CPG produced a detailed, daily report of system and network
activity, problems, and steps toward resolution. This online documentation
provided SCD with an efficient means of determining the time and cause of
system and network malfunctions as well as the time equipment and systems
were returned to production.
The Computer Production Group (CPG) developed Perl scripts that provide
statistical information on the use of Mass Storage System cartridges. MSS
cartridge mounts continued to increase with over 419,000 robotic mounts. The
total archive tapes mounted by SCD Operations staff and Tape Handler
temporary staff totaled more than 414,000 with the daily manual mounts across
three shifts ranging up to 3,000. Additional Perl scripts produced daily
information on total cartridges written in each of two media categories and
the total available inventory in each media category. These totals showed
trends as well as sudden shifts in use from one media category to another.
The Computer Production Group assumed responsibility for administering
dialup accounts for the entire NCAR organization. Efforts were
coordinated with Network Engineering staff and Technical Consulting staff
to develop procedures for the addition and deletion of dialup accounts.
CPG administered the addition and deletion of three different types of SCD
dialup accounts: RAS, PPP, and 1-800 connect accounts. CPG added more
than 300 RAS accounts, 100 PPP accounts, and seventy-five 1-800
connect accounts. More than 100 dialup accounts were deleted.
CPG worked with members of the Infrastructure Support Group on the design
of the web form used for requesting dialup accounts. Enhancements were
made to automate requests for divisional approval for accounts.
The Computer Production Group maintained the
machine dependencies diagram that depicts the sequential order
for rebooting SCD computer equipment. Updates were made each time equipment
was removed or installed and when system services were moved from one machine
to another. The dependencies diagram was maintained on the Windows NT
platform using Visio Professional. Visio software was selected
because of the enhanced quality of diagrams produced, and because
it offered flexibility for updates and edits.
With the continued rapid pace of technology in FY1998, many changes to the
computer room occurred. A Cray J90se (chipeta) was added to the floor in the
spring. Also, a 128-processor Silicon Graphics Cray Origin2000 was delivered
and installed in the summer. Plans have been made to install a third
automated cartridge system and remove the T3D. These will be finalized by
the Infrastructure Support Group (ISG) early in FY1999.
The removal of the Cray YMP8-D (shavano) freed up a considerable amount of
space in the computer room. This space is designated for new
"supercomputer"-class equipment that may arrive in the future.
However, the continued growth
of the Mass Storage System has put considerable pressure on the available
floor space in the east side of the computer room. Unfortunately, no immediate
easy solution is available. ISG is considering replacing smaller-capacity
racks with larger-capacity racks, but is concerned about the cost.
Additionally, ISG is considering moving some equipment or taking over
additional space adjacent to the computer room.
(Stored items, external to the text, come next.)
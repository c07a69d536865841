use crate::serialize::SerDe;
use crate::Error;
use serde_json::Value;

pub struct MessagePackSerDe;

impl SerDe for MessagePackSerDe {
    fn serialize(&self, document: Value) -> Result<Vec<u8>, Error> {
        rmp_serde::to_vec(&document).map_err(|e| Error::Encoding(e.to_string()))
    }

    fn deserialize(&self, bytes: &[u8]) -> Result<Value, Error> {
        rmp_serde::from_slice(bytes).map_err(|e| Error::Decoding(e.to_string()))
    }
}
//! Per-call state shared with the serde callbacks of [`Shared`](crate::Shared) and
//! [`Poly`](crate::Poly).
//!
//! Serde gives no way to hand a context to `Serialize`/`Deserialize` impls, so each codec call
//! pushes a frame on a thread-local stack for its duration. The frame is popped when the
//! [`Scope`] guard drops, on every exit path.

use crate::settings::Settings;
use crate::Error;
use std::cell::RefCell;
use std::collections::HashSet;
use std::sync::Arc;

struct Frame {
    settings: Arc<Settings>,
    /// Addresses of the shared nodes currently being encoded, i.e. the ancestors of the value
    /// being written.
    ancestors: HashSet<usize>,
    /// Typed failures recorded so far, with the message each one was raised with.
    failures: Vec<(String, Error)>,
}

thread_local! {
    static FRAMES: RefCell<Vec<Frame>> = RefCell::new(Vec::new());
}

pub struct Scope {
    depth: usize,
}

impl Scope {
    pub fn enter(settings: Arc<Settings>) -> Self {
        let depth = FRAMES.with(|frames| {
            let mut frames = frames.borrow_mut();
            frames.push(Frame {
                settings,
                ancestors: HashSet::new(),
                failures: Vec::new(),
            });
            frames.len()
        });
        Self { depth }
    }

    /// Enters a scope with the default settings unless one is already active on this thread.
    pub fn ensure() -> Option<Self> {
        if is_active() {
            None
        } else {
            Some(Self::enter(Settings::shared_default()))
        }
    }

    /// Takes the typed failure behind `raised`, the error the call ended with: the first one
    /// recorded whose message it carries. Failures serde recovered from are discarded.
    pub fn take_failure(&self, raised: &str) -> Option<Error> {
        FRAMES.with(|frames| {
            let mut frames = frames.borrow_mut();
            let frame = frames.get_mut(self.depth - 1)?;
            std::mem::take(&mut frame.failures)
                .into_iter()
                .find(|(message, _)| raised.contains(message.as_str()))
                .map(|(_, error)| error)
        })
    }
}

impl Drop for Scope {
    fn drop(&mut self) {
        FRAMES.with(|frames| frames.borrow_mut().truncate(self.depth - 1));
    }
}

pub fn is_active() -> bool {
    FRAMES.with(|frames| !frames.borrow().is_empty())
}

/// Settings of the innermost scope, or the default ones outside of any scope.
pub fn settings() -> Arc<Settings> {
    FRAMES
        .with(|frames| frames.borrow().last().map(|f| f.settings.clone()))
        .unwrap_or_else(Settings::shared_default)
}

/// Marks `node` as being encoded. Returns `false` when it already is, i.e. when reaching it
/// again closes a cycle.
pub fn enter_node(node: usize) -> bool {
    FRAMES.with(|frames| {
        frames
            .borrow_mut()
            .last_mut()
            .map(|f| f.ancestors.insert(node))
            .unwrap_or(true)
    })
}

pub fn leave_node(node: usize) {
    FRAMES.with(|frames| {
        if let Some(frame) = frames.borrow_mut().last_mut() {
            frame.ancestors.remove(&node);
        }
    })
}

/// Records `error` on the innermost scope and returns the message to raise it with.
pub fn fail(error: Error) -> String {
    let message = error.to_string();
    FRAMES.with(|frames| {
        if let Some(frame) = frames.borrow_mut().last_mut() {
            frame.failures.push((message.clone(), error));
        }
    });
    message
}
In FY1997, ISG requested funds for new UPS units and a backup
generator. It was decided that in mid-FY1998, the UPS units
could be purchased. ISG put together an RFP and awarded the contract in July.
The units were ordered and will be installed in very early FY1999.
Additionally, along with FSS, SCD has again proposed a backup generator for
purchase with Director Reserve Funds.
In FY1998, ISG upgraded the DataTrax system and added a product
that allows for remote monitoring of the environmental conditions in the
room. This has been used very effectively to analyze the temperature,
humidity, and power consumption in the room. Several
additional sensors are planned for FY1999 to provide advanced
warning on the cooling tower and temperature in the battery room.
The move from liquid-cooled to air-cooled equipment has put different
stresses on the existing cooling in the room. The air handling capacity in
the room is near maximum and will need to be augmented with the addition
of new equipment. However, the chilled water loops are under-utilized.
ISG is researching some possible solutions, including augmenting the existing
air handlers with chilled water assistance.
The Trouble Ticket system will provide a homogeneous method for
different SCD sections to track and provide solutions for user problems and
requests. The system will provide a knowledge base and a collective set of
solutions to known problems, thereby increasing the efficiency of the
division and its users.
The committee decided that the system must meet the following requirements:
- Provide help to staff without hindering productivity
- Provide a seamless interface to users so they don't need to know "who"
to talk to, only "what" their request is
- Provide the ability to transfer requests between organizational units
of SCD
- Eliminate separate systems used by different organizational units,
which will facilitate the sharing of information
- Provide managers with meaningful data they can use in decision-making
The committee has made considerable progress in the development and
implementation of the trouble ticket system. By the end of FY1998,
we had:
- Completed and demonstrated the Remedy interface to SCD staff
- Started friendly user testing for TCG, ISG, SSG, and CPG staff
- Demonstrated a prototype web interface
Friendly user testing is progressing exceptionally well with only minor
problems. DSG, OSG, and NETS staff will be phased in to the system in
early FY1999.